Go through the records below and report each line with "warn" in it.
○ ○ ○ ○
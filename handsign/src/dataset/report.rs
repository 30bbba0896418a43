//! Text rendering of validation results

use super::validator::{AdmissionReport, ScanReport};
use std::collections::BTreeMap;
use std::fmt::Write;

/// Horizontal bar chart of samples per class.
///
/// The longest bar is `width` characters; any non-zero count gets at least one.
pub fn distribution_chart(counts: &BTreeMap<String, usize>, width: usize) -> String {
    let mut out = String::new();
    let max = counts.values().copied().max().unwrap_or(0);
    let label_width = counts.keys().map(|k| k.chars().count()).max().unwrap_or(0);

    for (class, count) in counts {
        let bar = if max == 0 {
            0
        } else {
            ((*count * width) as f64 / max as f64).round().max(if *count > 0 { 1.0 } else { 0.0 }) as usize
        };
        let _ = writeln!(
            out,
            "{:<label_width$} | {:<width$} {}",
            class,
            "#".repeat(bar),
            count,
            label_width = label_width,
            width = width
        );
    }
    out
}

/// Summary block printed by the `validate` command
pub fn render_scan(scan: &ScanReport, admission: &AdmissionReport) -> String {
    let mut out = String::new();
    let _ = writeln!(out, "Summary:");
    for (class, count) in &scan.counts {
        let _ = writeln!(out, " - {}: {} samples", class, count);
    }
    let _ = writeln!(out, "\nFound {} corrupt or invalid files.", scan.corrupt.len());
    for corrupt in &scan.corrupt {
        let _ = writeln!(out, " - {} ({})", corrupt.path.display(), corrupt.reason);
    }

    let _ = writeln!(out);
    if admission.is_admitted() {
        let _ = writeln!(
            out,
            "Training admission: OK ({} classes, {} samples)",
            admission.eligible.len(),
            admission.total_valid
        );
    } else if let Some(reason) = &admission.rejection {
        let _ = writeln!(out, "Training admission: REJECTED ({})", reason);
    }
    for (class, count) in &admission.excluded {
        let _ = writeln!(out, " - excluded {}: only {} valid samples", class, count);
    }
    out
}
//! Predict request handling
//!
//! ```text
//! POST /predict {"features": [[f32; 126]; 30]}
//!   200 {"label": "hello", "confidence": 92.4}
//!   400 {"error": "Invalid feature shape: expected (30, 126), found (30, 100)"}
//!   500 {"error": "..."}
//! ```
//!
//! The window shape is checked before the classifier is called.

use crate::capture::SequenceWindow;
use crate::classifier::SequenceClassifier;
use reqwest::StatusCode;
use serde::{Deserialize, Serialize};
use tracing::{debug, error, warn};

/// Route the endpoint is served under
pub const PREDICT_PATH: &str = "/predict";

/// One window of frame feature vectors
#[derive(Debug, Clone, PartialEq, Serialize, Deserialize)]
pub struct PredictRequest {
    pub features: Vec<Vec<f32>>,
}

impl PredictRequest {
    pub fn from_window(window: &SequenceWindow) -> Self {
        Self {
            features: window.to_rows(),
        }
    }
}

/// Response body. Confidence is a percentage.
#[derive(Debug, Clone, PartialEq, Serialize, Deserialize)]
#[serde(untagged)]
pub enum PredictResponse {
    Prediction { label: String, confidence: f32 },
    Failure { error: String },
}

/// Status code plus body
#[derive(Debug, Clone, PartialEq)]
pub struct PredictReply {
    pub status: StatusCode,
    pub body: PredictResponse,
}

impl PredictReply {
    fn failure(status: StatusCode, message: impl Into<String>) -> Self {
        Self {
            status,
            body: PredictResponse::Failure { error: message.into() },
        }
    }

    pub fn is_success(&self) -> bool {
        self.status.is_success()
    }

    pub fn to_json(&self) -> crate::Result<String> {
        Ok(serde_json::to_string(&self.body)?)
    }
}

/// Classify one request.
///
/// Shape problems are client errors (400); classifier faults are server
/// errors (500). Both carry a human-readable `error` message.
pub fn handle_predict(classifier: &dyn SequenceClassifier, request: &PredictRequest) -> PredictReply {
    let expected = classifier.input_shape();
    let window = match SequenceWindow::from_rows(&request.features, expected) {
        Ok(window) => window,
        Err(crate::Error::ShapeMismatch { expected, found }) => {
            warn!(%expected, %found, "rejecting predict request");
            return PredictReply::failure(
                StatusCode::BAD_REQUEST,
                format!("Invalid feature shape: expected {}, found {}", expected, found),
            );
        }
        Err(e) => return PredictReply::failure(StatusCode::BAD_REQUEST, e.to_string()),
    };

    match classifier.classify(&window) {
        Ok(results) => match results.into_iter().next() {
            Some(top) => {
                debug!(label = %top.label, confidence = top.confidence, "predict ok");
                PredictReply {
                    status: StatusCode::OK,
                    body: PredictResponse::Prediction {
                        confidence: top.confidence_percent(),
                        label: top.label,
                    },
                }
            }
            None => PredictReply::failure(StatusCode::INTERNAL_SERVER_ERROR, "classifier returned no classes"),
        },
        Err(e) => {
            error!(error = %e, "predict failed");
            PredictReply::failure(StatusCode::INTERNAL_SERVER_ERROR, e.to_string())
        }
    }
}

/// Parse a raw JSON body and classify it. Unparseable bodies are client errors.
pub fn handle_predict_json(classifier: &dyn SequenceClassifier, body: &str) -> PredictReply {
    match serde_json::from_str::<PredictRequest>(body) {
        Ok(request) => handle_predict(classifier, &request),
        Err(e) => {
            warn!(error = %e, "malformed predict request");
            PredictReply::failure(StatusCode::BAD_REQUEST, format!("Malformed request: {}", e))
        }
    }
}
○ ○ ○ ○
- _Response to the exercise_
use tracing::{debug, error, warn};
            warn!(%expected, %found, "rejecting predict request");
            warn!(error = %e, "malformed predict request");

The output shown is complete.